Table of contents
- Trial overview
- Who can participate
- Trial phases and status
- What the trials measure
- Key trial details
- What these studies mean for patients
Trial overview
The clinical trials provided are studying Sebetralstat in people with hereditary angioedema type I or II.[1][2]
Both studies are interventional trials, which means patients receive the study treatment so researchers can observe the results.[1][2]
The main goal of these trials is to learn about safety, tolerability, and how well the treatment may work in different age groups.[1][2]
Who can participate
One study includes adolescent and adult patients with hereditary angioedema type I or II.[1]
The other study includes pediatric patients aged 2 to less than 12 years with hereditary angioedema type I or II.[2]
This means the trials are looking at both older patients and younger children, but they are still focused on the same condition.[1][2]
Trial phases and status
Both trials are Phase 3 studies, which are later-stage clinical trials that usually involve more patients than early studies.[1][2]
NCT05505916 is listed as authorised and plans to include 150 patients.[1]
NCT06467084 is listed as completed and included 48 patients.[2]
What the trials measure
The long-term study measures the number and percentage of patients with adverse events, serious adverse events, and adverse events that caused treatment to stop early.[1]
It also measures laboratory results and vital signs at scheduled visits to check patient safety over time.[1]
The pediatric study measures the proportion of children who have any adverse event during the study, including fatal adverse events if they occur.[2]
In simple terms, these outcomes help researchers see whether the treatment is safe and how children and adults respond during the study.[1][2]
Key trial details
NCT05505916 is a long-term study designed to evaluate whether Sebetralstat is safe and effective for treating attacks in patients with hereditary angioedema.[1]

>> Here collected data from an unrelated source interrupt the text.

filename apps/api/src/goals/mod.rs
// Goal list and goal CRUD over the record store.
pub mod handlers;
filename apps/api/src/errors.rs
use axum::{
    http::StatusCode,
    response::{IntoResponse, Response},
    Json,
};
use serde_json::json;
use thiserror::Error;

use crate::auth::AuthError;
use crate::layout::LayoutError;

/// Application-level error type.
/// Implements `IntoResponse` so Axum handlers can return `Result<T, AppError>`.
#[derive(Debug, Error)]
pub enum AppError {
    #[error("Not found: {0}")]
    NotFound(String),

    #[error("Validation error: {0}")]
    Validation(String),

    #[error("Unauthorized")]
    Unauthorized,

    #[error("Database error: {0}")]
    Database(#[from] sqlx::Error),

    #[error("Auth provider error: {0}")]
    Auth(String),

    /// Stored data that the layout code cannot interpret.
    #[error("Configuration error: {0}")]
    Configuration(#[from] LayoutError),
}

impl From<AuthError> for AppError {
    fn from(e: AuthError) -> Self {
        match e {
            AuthError::InvalidCode | AuthError::Api { status: 401, .. } => AppError::Unauthorized,
            other => AppError::Auth(other.to_string()),
        }
    }
}

impl IntoResponse for AppError {
    fn into_response(self) -> Response {
        let (status, code, message) = match &self {
            AppError::NotFound(msg) => (StatusCode::NOT_FOUND, "NOT_FOUND", msg.clone()),
            AppError::Validation(msg) => (StatusCode::BAD_REQUEST, "VALIDATION_ERROR", msg.clone()),
            AppError::Unauthorized => (
                StatusCode::UNAUTHORIZED,
                "UNAUTHORIZED",
                "Authentication required".to_string(),
            ),
            AppError::Database(e) => {
                tracing::error!("Database error: {e}");
                (
                    StatusCode::INTERNAL_SERVER_ERROR,
                    "DATABASE_ERROR",
                    "A database error occurred".to_string(),
                )
            }
            AppError::Auth(msg) => {
                tracing::error!("Auth provider error: {msg}");
                (
                    StatusCode::BAD_GATEWAY,
                    "AUTH_PROVIDER_ERROR",
                    "The sign-in service is unavailable".to_string(),
                )
            }
            AppError::Configuration(e) => {
                tracing::error!("Configuration error: {e}");
                (
                    StatusCode::INTERNAL_SERVER_ERROR,
                    "CONFIGURATION_ERROR",
                    e.to_string(),
                )
            }
        };

        let body = Json(json!({
            "error": {
                "code": code,
                "message": message
            }
        }));

        (status, body).into_response()
    }
}

#[cfg(test)]
mod tests {
    use super::*;

    #[test]
    fn test_status_codes() {
        let cases = [
            (AppError::NotFound("x".into()), StatusCode::NOT_FOUND),
            (AppError::Validation("x".into()), StatusCode::BAD_REQUEST),
            (AppError::Unauthorized, StatusCode::UNAUTHORIZED),
            (AppError::Auth("down".into()), StatusCode::BAD_GATEWAY),
            (
                AppError::Configuration(LayoutError::UnknownLabelStyle("x".into())),
                StatusCode::INTERNAL_SERVER_ERROR,
            ),
        ];
        for (err, status) in cases {
            assert_eq!(err.into_response().status(), status);
        }
    }

    #[test]
    fn test_auth_error_mapping() {
        assert!(matches!(
            AppError::from(AuthError::InvalidCode),
            AppError::Unauthorized
        ));
        assert!(matches!(
            AppError::from(AuthError::Api {
                status: 401,
                message: "expired".into()
            }),
            AppError::Unauthorized
        ));
        assert!(matches!(
            AppError::from(AuthError::Api {
                status: 503,
                message: "down".into()
            }),
            AppError::Auth(_)
        ));
    }
}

The brief summary says the study is assessing the safety of long-term administration in adolescent and adult patients with HAE type I or II.[1]
The trial uses oral study drug doses listed as 900 mg and 1200 mg.[1]

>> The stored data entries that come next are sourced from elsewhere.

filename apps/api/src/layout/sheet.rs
//! Whole-page rendering of a goal list.
//!
//! Goals are grouped by category in the fixed category order. Categories with
//! no goals are left out. Within a category the incoming order is kept, which
//! is `order_index` ascending when goals come from the store.

use chrono::Utc;
use uuid::Uuid;

use crate::layout::render::{escape_html, render_goal, RenderMode, VisualNode};
use crate::models::goal::{Category, Goal, GoalKind, ProgressPreset};

pub const EXAMPLE_TITLE: &str = "2025 Goals!";

const STYLESHEET: &str = r#"
body { font-family: Lato, sans-serif; margin: 0; padding: 24px; }
.print-container { max-width: 960px; margin: 0 auto; }
.print-goals-title { font-size: 36px; font-weight: 300; margin: 0 0 10px; }
.category-title { font-size: 24px; font-weight: 400; margin: 30px 0 10px; }
.goal { margin: 0 0 16px 0; padding: 0; line-height: 20px; }
.progress-tracker { display: flex; flex-wrap: wrap; margin: 0; padding: 0; }
"#;

const PRINT_STYLESHEET: &str = r#"
@page { size: letter; margin: 0.5in; }
body { padding: 0; }
.goal { break-inside: avoid; }
"#;

/// Builds the sheet body: title, then one section per non-empty category.
pub fn render_sheet(title: &str, goals: &[Goal], mode: RenderMode) -> VisualNode {
    let heading = VisualNode::new("h1")
        .class("print-goals-title")
        .text(title);

    Category::ALL
        .iter()
        .filter_map(|category| {
            let in_category: Vec<&Goal> =
                goals.iter().filter(|g| g.category == *category).collect();
            if in_category.is_empty() {
                return None;
            }
            let header = VisualNode::new("h2")
                .class("category-title")
                .text(category.as_str());
            Some(in_category.into_iter().fold(
                VisualNode::new("div")
                    .class("category")
                    .attr("data-category", category.as_str())
                    .child(header),
                |section, goal| section.child(render_goal(goal, mode)),
            ))
        })
        .fold(
            VisualNode::new("div")
                .class("print-container")
                .child(heading),
            |container, section| container.child(section),
        )
}

/// A standalone HTML document for the sheet, stylesheet included.
pub fn render_sheet_document(title: &str, goals: &[Goal], mode: RenderMode) -> String {
    let mut css = STYLESHEET.to_string();
    if mode == RenderMode::Print {
        css.push_str(PRINT_STYLESHEET);
    }
    format!(
        "<!DOCTYPE html>\n<html lang=\"en\">\n<head>\n<meta charset=\"utf-8\">\n\
         <title>{}</title>\n<style>{css}</style>\n</head>\n<body>\n{}\n</body>\n</html>\n",
        escape_html(title),
        render_sheet(title, goals, mode).to_html()
    )
}

/// The demo list shown to signed-out visitors.
pub fn example_goals() -> Vec<Goal> {
    let list_id = Uuid::nil();
    let now = Utc::now();
    let entries: [(Category, &str, GoalKind); 8] = [
        (Category::Physical, "Drink 8 glasses of water daily", GoalKind::Checkbox),
        (Category::Physical, "Exercise 3x per week", ProgressPreset::Weekly.into_kind()),
        (Category::Career, "Update LinkedIn profile", GoalKind::Checkbox),
        (
            Category::Career,
            "Read one professional book monthly",
            ProgressPreset::Monthly.into_kind(),
        ),
        (Category::Family, "Call family weekly", ProgressPreset::Weekly.into_kind()),
        (
            Category::Family,
            "Monthly meal prep sessions",
            ProgressPreset::Monthly.into_kind(),
        ),
        (Category::Educational, "Learn a new language", GoalKind::Checkbox),
        (
            Category::Educational,
            "Write in journal daily",
            ProgressPreset::Daily.into_kind(),
        ),
    ];

    entries
        .into_iter()
        .enumerate()
        .map(|(i, (category, title, kind))| Goal {
            id: Uuid::from_u128(i as u128 + 1),
            goal_list_id: list_id,
            title: title.to_string(),
            category,
            kind,
            order_index: i as i32,
            created_at: now,
            updated_at: now,
        })
        .collect()
}
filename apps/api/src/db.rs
use anyhow::{Context, Result};
use sqlx::postgres::PgPoolOptions;
use sqlx::PgPool;
use tracing::info;

/// Creates a PostgreSQL connection pool and applies pending migrations.
pub async fn create_pool(database_url: &str, max_connections: u32) -> Result<PgPool> {
    info!("Connecting to PostgreSQL...");

    let pool = PgPoolOptions::new()
        .max_connections(max_connections)
        .connect(database_url)
        .await?;

    sqlx::migrate!("./migrations")
        .run(&pool)
        .await
        .context("Failed to run database migrations")?;

    info!("PostgreSQL connection pool established");
    Ok(pool)
}
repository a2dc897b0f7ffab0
pub mod goal;
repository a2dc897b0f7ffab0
use async_trait::async_trait;
use reqwest::{Client, Response, StatusCode};
use serde::Serialize;
use serde_json::Value;
use tracing::{debug, warn};

use crate::auth::{AuthError, AuthUser, Session, SessionProvider};

const REQUEST_TIMEOUT_SECS: u64 = 30;

#[derive(Debug, Serialize)]
struct OtpRequest<'a> {
    email: &'a str,
    create_user: bool,
}

#[derive(Debug, Serialize)]
struct VerifyRequest<'a> {
    #[serde(rename = "type")]
    kind: &'a str,
    email: &'a str,
    token: &'a str,
}

/// REST client for the hosted auth provider (`/auth/v1/*`).
/// No retries: failures surface to the caller as-is.
#[derive(Clone)]
pub struct HostedAuthClient {
    client: Client,
    base_url: String,
    api_key: String,
}

impl HostedAuthClient {
    pub fn new(base_url: &str, api_key: String) -> Result<Self, AuthError> {
        Ok(Self {
            client: Client::builder()
                .timeout(std::time::Duration::from_secs(REQUEST_TIMEOUT_SECS))
                .build()?,
            base_url: base_url.trim_end_matches('/').to_string(),
            api_key,
        })
    }

    fn url(&self, path: &str) -> String {
        format!("{}/auth/v1/{}", self.base_url, path)
    }

    async fn api_error(response: Response) -> AuthError {
        let status = response.status().as_u16();
        let body = response.text().await.unwrap_or_default();
        warn!("Auth provider returned {status}: {body}");
        AuthError::Api {
            status,
            message: error_message(&body),
        }
    }
}

/// Pulls a human-readable message out of a provider error body.
fn error_message(body: &str) -> String {
    serde_json::from_str::<Value>(body)
        .ok()
        .and_then(|v| {
            ["error_description", "msg", "message", "error"]
                .iter()
                .find_map(|k| v.get(k).and_then(Value::as_str).map(str::to_string))
        })
        .unwrap_or_else(|| body.to_string())
}

#[async_trait]
impl SessionProvider for HostedAuthClient {
    async fn request_sign_in_code(&self, email: &str) -> Result<(), AuthError> {
        let response = self
            .client
            .post(self.url("otp"))
            .header("apikey", &self.api_key)
            .json(&OtpRequest {
                email,
                create_user: true,
            })
            .send()
            .await?;

        if !response.status().is_success() {
            return Err(Self::api_error(response).await);
        }
        debug!("Sign-in code requested");
        Ok(())
    }

    async fn verify_sign_in_code(&self, email: &str, code: &str) -> Result<Session, AuthError> {
        let response = self
            .client
            .post(self.url("verify"))
            .header("apikey", &self.api_key)
            .json(&VerifyRequest {
                kind: "email",
                email,
                token: code,
            })
            .send()
            .await?;

        match response.status() {
            s if s.is_success() => {
                let body = response.text().await?;
                Ok(serde_json::from_str(&body)?)
            }
            StatusCode::BAD_REQUEST | StatusCode::UNAUTHORIZED | StatusCode::FORBIDDEN => {
                Err(AuthError::InvalidCode)
            }
            _ => Err(Self::api_error(response).await),
        }
    }

    async fn sign_out(&self, access_token: &str) -> Result<(), AuthError> {
        let response = self
            .client
            .post(self.url("logout"))
            .header("apikey", &self.api_key)
            .bearer_auth(access_token)
            .send()
            .await?;

        if !response.status().is_success() {
            return Err(Self::api_error(response).await);
        }
        Ok(())
    }

    async fn current_user(&self, access_token: &str) -> Result<Option<AuthUser>, AuthError> {
        let response = self
            .client
            .get(self.url("user"))
            .header("apikey", &self.api_key)
            .bearer_auth(access_token)
            .send()
            .await?;

        match response.status() {
            s if s.is_success() => {
                let body = response.text().await?;
                Ok(Some(serde_json::from_str(&body)?))
            }
            StatusCode::UNAUTHORIZED | StatusCode::FORBIDDEN => Ok(None),
            _ => Err(Self::api_error(response).await),
        }
    }
}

NCT06467084, called KONFIDENT-KID, is a pediatric Phase 3 study focused on safety and tolerability in children aged 2 to less than 12 years.[2]
The trial uses oral study drug doses listed as 450 mg and 900 mg.[2]
What these studies mean for patients
These trials are important because they test Sebetralstat in different age groups with hereditary angioedema type I or II.[1][2]
They focus on safety data such as side effects, lab tests, and vital signs, which helps researchers understand how the treatment performs in real study settings.[1]
The pediatric study adds information for younger children, while the long-term study adds information for adolescents and adults.[1][2]
Based on the trial data provided, the research program is centered on hereditary angioedema and does not list other diseases.[1][2]